On 14 April 1999, Tito wrote a letter requesting Kiribati's admission to the United Nations, which was accepted. Tito attended the millennium celebrations on Caroline Island, which the government had renamed Millennium Island. As the easternmost of the Line Islands, Caroline would be the first place in the world to enter 1 January 2000. BBC News' Mike Donkin reported that Tito spoke with emotion as his country found itself at the centre of attention. "Our elders tell us that in our ancient myths and legends these islands were where creation began," Tito said. "This particular moment in history seems to confirm the mythology of our ancestors."

=== 20022003 ===
In February 2003, Tito was re-elected over Taberannang Timeon by 547 votes. A major election issue was the Chinese satellite tracking station on Tarawa. Set up in 1997, it was China's only offshore satellite facility and played a role in the Chinese space program by tracking the first person they sent into space. However, there were concerns about potential military use and allegations that it was used to monitor the US Kwajalein Missile Range. When MP Harry Tong asked Tito to release details about China's 15-year lease, Tito refused. He also asked Tito about Chinese ambassador Ma Shuxue acknowledging that the Chinese government had donated $2,850 to a cooperative society linked to Tito. There was another controversy when Tito leased an ATR-72-500 aircraft at the government's expense, losing A$8 million during the first six months. In March, parliament was dissolved after a 4021 vote of no confidence against the Tito government.

==Post-presidency==
In September 2017, Tito resigned from parliament to become the country's Permanent Representative to the United Nations. In 2018, President Taneti Maamau appointed Tito as Ambassador to the United States.

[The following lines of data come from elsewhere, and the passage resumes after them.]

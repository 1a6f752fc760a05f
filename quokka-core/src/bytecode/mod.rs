//! 栈式指令、发射器接口与内存程序

pub mod emitter;
pub mod instruction;
pub mod program;

pub use emitter::{EmitError, Emitter};
pub use instruction::{
    CallTarget, ConvKind, FieldRef, FunctionSymbol, Instruction, Label, MethodRef, Slot,
};
pub use program::{FunctionBody, Program, ProgramBuilder};
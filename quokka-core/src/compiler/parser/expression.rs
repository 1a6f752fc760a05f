//! 表达式解析
//!
//! 二元运算使用优先级爬升（见 `utils::get_precedence`），一元与后缀运算递归下降。

use super::super::lexer::token_kind::QuokkaTokenKind;
use super::super::lexer::Token;
use super::error::{ParseResult, ParserError, ParserErrorKind};
use super::expr::{
    Binary, BinaryOp, Cast, Constant, Expr, ExprKind, ExprNode, FunctionCall, Identifier,
    IndexAccess, MemberAccess, MethodCall, NewObject, Unary, UnaryOp,
};
use super::parser::Parser;
use super::type_name::TypeName;
use super::utils::{binary_op, get_precedence};

/// 能作为强制转换操作数开头的 token
fn starts_operand(kind: QuokkaTokenKind) -> bool {
    matches!(
        kind,
        QuokkaTokenKind::Identifier
            | QuokkaTokenKind::LiteralInteger
            | QuokkaTokenKind::LiteralFloat
            | QuokkaTokenKind::LiteralString
            | QuokkaTokenKind::LiteralChar
            | QuokkaTokenKind::True
            | QuokkaTokenKind::False
            | QuokkaTokenKind::LeftParenthesis
            | QuokkaTokenKind::Exclamation
            | QuokkaTokenKind::Tilde
            | QuokkaTokenKind::New
    )
}

/// 拆分数字文本与后缀：`"12ub"` -> `("12", "ub")`
fn split_suffix(text: &str) -> (&str, &str) {
    let index = text
        .find(|c: char| c.is_ascii_alphabetic())
        .unwrap_or(text.len());
    text.split_at(index)
}

impl<'a> Parser<'a> {
    /// 解析完整表达式
    pub fn parse_expression(&mut self) -> ParseResult<Expr> {
        self.parse_binary(0)
    }

    /// 当前位置的二元运算符及其占用的 token 数
    fn peek_binary_op(&self) -> Option<(BinaryOp, usize)> {
        let token = self.current();
        if token.kind == QuokkaTokenKind::GreaterThan {
            // 相邻的 `>` `>` 视为右移
            let next = self.peek(1);
            if next.kind == QuokkaTokenKind::GreaterThan
                && next.coordinate.line == token.coordinate.line
                && next.coordinate.column == token.coordinate.column + 1
            {
                return Some((BinaryOp::ShiftRight, 2));
            }
        }
        binary_op(token.kind).map(|op| (op, 1))
    }

    /// 优先级爬升
    fn parse_binary(&mut self, min_precedence: u8) -> ParseResult<Expr> {
        self.nested(|p| p.parse_binary_chain(min_precedence))
    }

    /// 循环构造的左结合链：每并入一个运算符，左侧就深一层
    fn parse_binary_chain(&mut self, min_precedence: u8) -> ParseResult<Expr> {
        let mut left = self.parse_unary()?;
        let mut previous_equality = false;

        while let Some((op, width)) = self.peek_binary_op() {
            let precedence = get_precedence(op);
            if precedence <= min_precedence {
                break;
            }
            // 相等运算不可结合
            if op.is_equality() && previous_equality {
                return Err(self.error_here(ParserErrorKind::ChainedEquality));
            }
            for _ in 0..width {
                self.consume();
            }
            self.deepen()?;
            let right = self.parse_binary(precedence)?;
            let line = left.line;
            previous_equality = op.is_equality();
            left = ExprNode::new(ExprKind::Binary(Binary { left, op, right }), line);
        }

        Ok(left)
    }

    /// 解析一元表达式
    fn parse_unary(&mut self) -> ParseResult<Expr> {
        let token = self.current();
        let op = match token.kind {
            QuokkaTokenKind::Minus => UnaryOp::Neg,
            QuokkaTokenKind::Exclamation => UnaryOp::LogicalNot,
            QuokkaTokenKind::Tilde => UnaryOp::BitNot,
            _ => return self.parse_postfix_expression(),
        };

        // 负数字面量直接折叠为常量，使 `-2147483648` 这类边界值可以表示
        if op == UnaryOp::Neg
            && matches!(
                self.peek_kind(1),
                QuokkaTokenKind::LiteralInteger | QuokkaTokenKind::LiteralFloat
            )
            && !matches!(
                self.peek_kind(2),
                QuokkaTokenKind::Dot | QuokkaTokenKind::LeftSquareBracket
            )
        {
            self.consume();
            let literal = self.consume();
            let constant = Self::parse_number(literal, true)?;
            return Ok(ExprNode::new(ExprKind::Constant(constant), token.line()));
        }

        self.consume();
        let operand = self.nested(|p| p.parse_unary())?;
        Ok(ExprNode::new(
            ExprKind::Unary(Unary { op, operand }),
            token.line(),
        ))
    }

    /// 解析后缀：`.member`、`.method<T>(args)`、`[index]`
    fn parse_postfix_expression(&mut self) -> ParseResult<Expr> {
        self.chained(|p| p.parse_postfix_chain())
    }

    fn parse_postfix_chain(&mut self) -> ParseResult<Expr> {
        let mut expr = self.parse_primary()?;
        loop {
            if matches!(
                self.current().kind,
                QuokkaTokenKind::Dot | QuokkaTokenKind::LeftSquareBracket
            ) {
                self.deepen()?;
            }
            if self.match_token(QuokkaTokenKind::Dot) {
                let line = self.current_line();
                let name = self.expect_identifier()?;
                let type_args = if self.check(QuokkaTokenKind::LessThan) {
                    self.try_call_type_args()
                } else {
                    None
                };
                expr = if type_args.is_some() || self.check(QuokkaTokenKind::LeftParenthesis) {
                    let args = self.parse_arguments()?;
                    ExprNode::new(
                        ExprKind::MethodCall(MethodCall {
                            target: expr,
                            name,
                            args,
                            type_args: type_args.unwrap_or_default(),
                        }),
                        line,
                    )
                } else {
                    ExprNode::new(
                        ExprKind::MemberAccess(MemberAccess {
                            target: expr,
                            member: name,
                        }),
                        line,
                    )
                };
            } else if self.check(QuokkaTokenKind::LeftSquareBracket) {
                let line = self.consume().line();
                let index = self.parse_expression()?;
                self.expect(QuokkaTokenKind::RightSquareBracket)?;
                expr = ExprNode::new(
                    ExprKind::IndexAccess(IndexAccess {
                        target: expr,
                        index,
                    }),
                    line,
                );
            } else {
                break;
            }
        }
        Ok(expr)
    }

    /// 解析基础表达式
    fn parse_primary(&mut self) -> ParseResult<Expr> {
        let token = self.current();
        let line = token.line();
        let constant = match token.kind {
            QuokkaTokenKind::LiteralInteger | QuokkaTokenKind::LiteralFloat => {
                self.consume();
                Self::parse_number(token, false)?
            }
            QuokkaTokenKind::LiteralString => {
                self.consume();
                Constant::String(token.text.clone())
            }
            QuokkaTokenKind::LiteralChar => {
                self.consume();
                Constant::Char(token.text.chars().next().unwrap_or_default())
            }
            QuokkaTokenKind::True | QuokkaTokenKind::False => {
                self.consume();
                Constant::Bool(token.kind == QuokkaTokenKind::True)
            }
            QuokkaTokenKind::Identifier => return self.parse_identifier_expression(),
            QuokkaTokenKind::New => return self.parse_new(),
            QuokkaTokenKind::LeftParenthesis => return self.parse_parenthesized(),
            _ => return Err(self.unexpected("expression")),
        };
        Ok(ExprNode::new(ExprKind::Constant(constant), line))
    }

    /// 按后缀把数字字面量转换为常量
    fn parse_number(token: &Token, negative: bool) -> ParseResult<Constant> {
        let (digits, suffix) = split_suffix(&token.text);
        let digits = if negative {
            format!("-{digits}")
        } else {
            digits.to_string()
        };
        let invalid = || {
            let text = if negative {
                format!("-{}", token.text)
            } else {
                token.text.clone()
            };
            ParserError::here(ParserErrorKind::InvalidNumberFormat(text), token.coordinate)
        };
        let is_decimal = token.kind == QuokkaTokenKind::LiteralFloat;

        let constant = match (suffix, is_decimal) {
            ("", false) => Constant::Int(digits.parse().map_err(|_| invalid())?),
            ("b", false) => Constant::SByte(digits.parse().map_err(|_| invalid())?),
            ("ub", false) => Constant::Byte(digits.parse().map_err(|_| invalid())?),
            ("s", false) => Constant::Short(digits.parse().map_err(|_| invalid())?),
            ("us", false) => Constant::UShort(digits.parse().map_err(|_| invalid())?),
            ("u", false) => Constant::UInt(digits.parse().map_err(|_| invalid())?),
            ("l", false) => Constant::Long(digits.parse().map_err(|_| invalid())?),
            ("ul", false) => Constant::ULong(digits.parse().map_err(|_| invalid())?),
            ("", true) | ("f", _) => Constant::Float(digits.parse().map_err(|_| invalid())?),
            ("d", _) => Constant::Double(digits.parse().map_err(|_| invalid())?),
            _ => return Err(invalid()),
        };
        Ok(constant)
    }

    /// 标识符、函数调用 `f(..)` 或泛型调用 `f<T>(..)`
    fn parse_identifier_expression(&mut self) -> ParseResult<Expr> {
        let token = self.consume();
        let line = token.line();
        let name = token.text.clone();

        if self.check(QuokkaTokenKind::LeftParenthesis) {
            let args = self.parse_arguments()?;
            return Ok(ExprNode::new(
                ExprKind::FunctionCall(FunctionCall {
                    name,
                    args,
                    type_args: Vec::new(),
                }),
                line,
            ));
        }

        if self.check(QuokkaTokenKind::LessThan) {
            if let Some(type_args) = self.try_call_type_args() {
                let args = self.parse_arguments()?;
                return Ok(ExprNode::new(
                    ExprKind::FunctionCall(FunctionCall {
                        name,
                        args,
                        type_args,
                    }),
                    line,
                ));
            }
        }

        Ok(ExprNode::new(
            ExprKind::Identifier(Identifier { name }),
            line,
        ))
    }

    /// 试探解析 `<T, ...>` 且其后紧跟 `(`；失败时恢复游标，`i < 5` 保持为比较
    fn try_call_type_args(&mut self) -> Option<Vec<TypeName>> {
        let saved = self.save();
        match self.parse_type_args() {
            Ok(type_args) if self.check(QuokkaTokenKind::LeftParenthesis) => Some(type_args),
            _ => {
                self.restore(saved);
                None
            }
        }
    }

    /// `(a, b, c)`
    fn parse_arguments(&mut self) -> ParseResult<Vec<Expr>> {
        self.expect(QuokkaTokenKind::LeftParenthesis)?;
        let mut args = Vec::new();
        if !self.check(QuokkaTokenKind::RightParenthesis) {
            loop {
                args.push(self.parse_expression()?);
                if !self.match_token(QuokkaTokenKind::Comma) {
                    break;
                }
            }
        }
        self.expect(QuokkaTokenKind::RightParenthesis)?;
        Ok(args)
    }

    /// `new T(args)`，数组为 `new T[](length)`
    fn parse_new(&mut self) -> ParseResult<Expr> {
        let line = self.expect(QuokkaTokenKind::New)?.line();
        let type_name = self.parse_type_name()?;
        let args = self.parse_arguments()?;
        Ok(ExprNode::new(
            ExprKind::New(NewObject { type_name, args }),
            line,
        ))
    }

    /// 括号：先尝试 `(Type) operand` 强制转换，失败则恢复游标按分组解析
    fn parse_parenthesized(&mut self) -> ParseResult<Expr> {
        if let Some(cast) = self.try_cast() {
            return Ok(cast);
        }
        self.expect(QuokkaTokenKind::LeftParenthesis)?;
        let expr = self.parse_expression()?;
        self.expect(QuokkaTokenKind::RightParenthesis)?;
        Ok(expr)
    }

    fn try_cast(&mut self) -> Option<Expr> {
        if self.peek_kind(1) != QuokkaTokenKind::Identifier {
            return None;
        }
        let saved = self.save();
        let line = self.consume().line();

        let type_name = match self.parse_type_name() {
            Ok(type_name) => type_name,
            Err(_) => {
                self.restore(saved);
                return None;
            }
        };
        if !self.match_token(QuokkaTokenKind::RightParenthesis)
            || !starts_operand(self.current().kind)
        {
            self.restore(saved);
            return None;
        }

        match self.parse_unary() {
            Ok(value) => Some(ExprNode::new(
                ExprKind::Cast(Cast { type_name, value }),
                line,
            )),
            Err(_) => {
                self.restore(saved);
                None
            }
        }
    }
}
//! CLI 配置
//!
//! 包含 CLI 特有的配置：日志配置和配置文件（编译配置 + 限制 + 日志级别）

use quokka_api::{CompilerConfig, LimitConfig, Phase};
use serde::Deserialize;
use std::path::Path;
use std::str::FromStr;
use tracing::Level;

/// CLI 日志配置
#[derive(Debug, Clone, PartialEq)]
pub struct LogConfig {
    pub global: Level,
    pub lexer: Option<Level>,
    pub parser: Option<Level>,
    pub translator: Option<Level>,
    pub emitter: Option<Level>,
}

impl Default for LogConfig {
    fn default() -> Self {
        Self {
            global: Level::WARN,
            lexer: None,
            parser: None,
            translator: None,
            emitter: None,
        }
    }
}

impl LogConfig {
    /// Get log level for a specific phase
    pub fn level_for(&self, phase: Phase) -> Level {
        let level = match phase {
            Phase::Lexer => self.lexer,
            Phase::Parser => self.parser,
            Phase::Translator => self.translator,
            Phase::Emitter => self.emitter,
        };
        level.unwrap_or(self.global)
    }
}

/// 配置文件中的日志级别（字符串形式，如 "debug"）
#[derive(Debug, Clone, Default, Deserialize)]
#[serde(default)]
pub struct LogLevels {
    pub global: Option<String>,
    pub lexer: Option<String>,
    pub parser: Option<String>,
    pub translator: Option<String>,
    pub emitter: Option<String>,
}

/// `--config` 指定的 JSON 配置文件
#[derive(Debug, Clone, Default, Deserialize)]
#[serde(default)]
pub struct ConfigFile {
    pub compiler: CompilerConfig,
    pub limits: LimitConfig,
    pub log: LogLevels,
}

fn parse_level(value: Option<&String>) -> Result<Option<Level>, String> {
    value
        .map(|s| Level::from_str(s).map_err(|_| format!("Invalid log level '{s}'")))
        .transpose()
}

impl ConfigFile {
    /// Read and parse a JSON config file
    pub fn load(path: &Path) -> Result<Self, String> {
        let content = std::fs::read_to_string(path)
            .map_err(|e| format!("Cannot read '{}': {}", path.display(), e))?;
        Self::parse(&content).map_err(|e| format!("Failed to parse '{}': {}", path.display(), e))
    }

    pub fn parse(content: &str) -> Result<Self, String> {
        serde_json::from_str(content).map_err(|e| e.to_string())
    }

    /// 组合日志配置；命令行给出的全局级别优先
    pub fn log_config(&self, global: Option<Level>) -> Result<LogConfig, String> {
        let file_global = parse_level(self.log.global.as_ref())?;
        Ok(LogConfig {
            global: global.or(file_global).unwrap_or(Level::WARN),
            lexer: parse_level(self.log.lexer.as_ref())?,
            parser: parse_level(self.log.parser.as_ref())?,
            translator: parse_level(self.log.translator.as_ref())?,
            emitter: parse_level(self.log.emitter.as_ref())?,
        })
    }
}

In June 2024, Tito offered Leticia Carvalho a potential high-level staff role at the International Seabed Authority, the body which regulates mining on the seabed, in exchange for ending her bid to become its secretary general. This would leave the candidate Kiribati sponsors, incumbent Michael Lodge, unopposed. Kiribati struck a deal with The Metals Company to secure mining access to Pacific Ocean sectors governed by the Seabed Authority, which would be thwarted if conservation-minded Carvalho was successful. Carvalho refused.

==Personal life==
Tito is married to Keina Tito, with whom he has one child. He also has a granddaughter.

Before Tito became president, Lodge was his family lawyer. He represented them when Tito's sister died during childbirth after being improperly sedated.

== Bibliography ==

- Ariel, Avraham (2005). "Plotting the Globe: Stories of Meridians, Parallels, and the International Date Line"
- East, Roger (2003). "Profiles of People in Power: The World's Government Leaders"
- James, David R. (2002). "Kiribati Politics and Defamation: The Case of Teatao Teannaki v Teburoro Tito, 1994 to 2000"
- Piano, Aili (2004). "Kiribati"
- Van Trease, Howard (1993). "Atoll Politics: The Republic of Kiribati"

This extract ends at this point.